Cases of women fleeing Gulf countries have been thrust into the spotlight in recent months due to the increasing use of social media to publicize their plight.
The latest example to garner international attention is that of Hind Mohammad Albolooki, a 42-year-old mother of four who in October fled Dubai for the Republic of Macedonia due to threats from male family members who learned she was seeking a divorce.
According to a statement by the Macedonian Interior Ministry, Albolooki’s request for asylum was rejected earlier this month due to lack of evidence of “persecution...on the grounds of her race, religion, nationality...or political affiliation.” Government officials said that she faced no “real risk of serious injury” by returning to the UAE, and was given 15 days to the country voluntarily.
In response to the decision, Albolooki launched a Twitter account from which she called on the United States, Canada, Australia and European countries to grant her asylum.

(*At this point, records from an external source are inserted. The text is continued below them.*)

use rusqlite::{params, Connection, OptionalExtension, Transaction, TransactionBehavior};
use serde_json::Value;
use uuid::Uuid;

use super::{from_json, parse_uuid, to_json};
use crate::db::DatabaseError;
use crate::models::*;

pub fn insert_lab(conn: &Connection, lab: &Lab) -> Result<(), DatabaseError> {
    conn.execute(
        "INSERT INTO labs (id, name, settings) VALUES (?1, ?2, ?3)",
        params![lab.id.to_string(), lab.name, to_json(&lab.settings, "labs.settings")?],
    )?;
    Ok(())
}

pub fn get_lab(conn: &Connection, id: &Uuid) -> Result<Option<Lab>, DatabaseError> {
    let row = conn
        .query_row(
            "SELECT name, settings FROM labs WHERE id = ?1",
            params![id.to_string()],
            |row| Ok((row.get::<_, String>(0)?, row.get::<_, String>(1)?)),
        )
        .optional()?;

    row.map(|(name, settings)| {
        Ok(Lab {
            id: *id,
            name,
            settings: from_json(&settings, "labs.settings")?,
        })
    })
    .transpose()
}

pub fn insert_patient(conn: &Connection, patient: &Patient) -> Result<(), DatabaseError> {
    conn.execute(
        "INSERT INTO patients (id, lab_id, display_name, settings) VALUES (?1, ?2, ?3, ?4)",
        params![
            patient.id.to_string(),
            patient.lab_id.map(|id| id.to_string()),
            patient.display_name,
            to_json(&patient.settings, "patients.settings")?,
        ],
    )?;
    Ok(())
}

pub fn get_patient(conn: &Connection, id: &Uuid) -> Result<Option<Patient>, DatabaseError> {
    let row = conn
        .query_row(
            "SELECT lab_id, display_name, settings FROM patients WHERE id = ?1",
            params![id.to_string()],
            |row| {
                Ok((
                    row.get::<_, Option<String>>(0)?,
                    row.get::<_, String>(1)?,
                    row.get::<_, String>(2)?,
                ))
            },
        )
        .optional()?;

    row.map(|(lab_id, display_name, settings)| {
        Ok(Patient {
            id: *id,
            lab_id: lab_id.as_deref().map(parse_uuid).transpose()?,
            display_name,
            settings: from_json(&settings, "patients.settings")?,
        })
    })
    .transpose()
}

/// Settings of the lab a patient belongs to, if any.
pub fn get_lab_settings_for_patient(
    conn: &Connection,
    patient: &Patient,
) -> Result<Option<LabSettings>, DatabaseError> {
    match patient.lab_id {
        Some(lab_id) => Ok(get_lab(conn, &lab_id)?.map(|lab| lab.settings)),
        None => Ok(None),
    }
}

// The settings blob is shared with the admin UI, so writes go through
// serde_json::Value to keep keys this crate does not model.
fn modify_patient_settings<F>(conn: &Connection, patient_id: &Uuid, edit: F) -> Result<(), DatabaseError>
where
    F: FnOnce(&mut serde_json::Map<String, Value>),
{
    let tx = Transaction::new_unchecked(conn, TransactionBehavior::Immediate)?;

    let raw: Option<String> = tx
        .query_row(
            "SELECT settings FROM patients WHERE id = ?1",
            params![patient_id.to_string()],
            |row| row.get(0),
        )
        .optional()?;
    let raw = raw.ok_or_else(|| DatabaseError::NotFound {
        entity_type: "Patient".into(),
        id: patient_id.to_string(),
    })?;

    let mut blob: Value = from_json(&raw, "patients.settings")?;
    if !blob.is_object() {
        blob = Value::Object(Default::default());
    }
    if let Some(map) = blob.as_object_mut() {
        edit(map);
    }

    tx.execute(
        "UPDATE patients SET settings = ?2 WHERE id = ?1",
        params![patient_id.to_string(), to_json(&blob, "patients.settings")?],
    )?;
    tx.commit()?;
    Ok(())
}

/// Record the catalog population for one course.
///
/// Only the assignment run calls this; interactive browsing must leave the
/// cached totals alone so sampling offsets stay stable between runs.
pub fn set_recipe_total(
    conn: &Connection,
    patient_id: &Uuid,
    course: Course,
    total: u64,
) -> Result<(), DatabaseError> {
    modify_patient_settings(conn, patient_id, |map| {
        let mut totals = match map.remove("recipe_totals") {
            Some(Value::Object(totals)) => totals,
            _ => serde_json::Map::new(),
        };
        totals.insert(course.as_str().to_string(), Value::from(total));
        map.insert("recipe_totals".to_string(), Value::Object(totals));
    })
}

/// Add a recipe id to the patient's favorites. Returns false if already present.
pub fn add_favorite(conn: &Connection, patient_id: &Uuid, recipe_id: &str) -> Result<bool, DatabaseError> {
    let mut added = false;
    modify_patient_settings(conn, patient_id, |map| {
        let mut items = match map.remove("favorites") {
            Some(Value::Array(items)) => items,
            _ => Vec::new(),
        };
        if !items.iter().any(|v| favorite_matches(v, recipe_id)) {
            items.push(Value::from(recipe_id));
            added = true;
        }
        map.insert("favorites".to_string(), Value::Array(items));
    })?;
    Ok(added)
}

/// Remove a recipe id from the patient's favorites. Returns false if it was absent.
pub fn remove_favorite(conn: &Connection, patient_id: &Uuid, recipe_id: &str) -> Result<bool, DatabaseError> {
    let mut removed = false;
    modify_patient_settings(conn, patient_id, |map| {
        if let Some(Value::Array(items)) = map.get_mut("favorites") {
            let before = items.len();
            items.retain(|v| !favorite_matches(v, recipe_id));
            removed = items.len() != before;
        }
    })?;
    Ok(removed)
}

// Favorites written by older clients may hold numeric catalog ids.
fn favorite_matches(value: &Value, recipe_id: &str) -> bool {
    match value {
        Value::String(s) => s == recipe_id,
        Value::Number(n) => n.to_string() == recipe_id,
        _ => false,
    }
}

The ordeal comes a month after the now famous case of 18-year-old Rahaf al- Qunun who fled Saudi Arabia, fearing for her life after she renounced Islam.
Canada eventually granted her safe haven following her social media campaign which went viral.
Mona Elswah, a Researcher for the Computational Propaganda Project at the University of Oxford, emphasized to The Media Line the importance of social media for disenfranchised groups in the Middle East.
“All media is strictly controlled by the government and there have been harsh regulations restricting social media, some successful and some not. Social media is the only window left for marginalized people, like women, to speak out. That doesn’t mean they won’t be in danger, but they can still say things, and people outside the Arab world can hear it.”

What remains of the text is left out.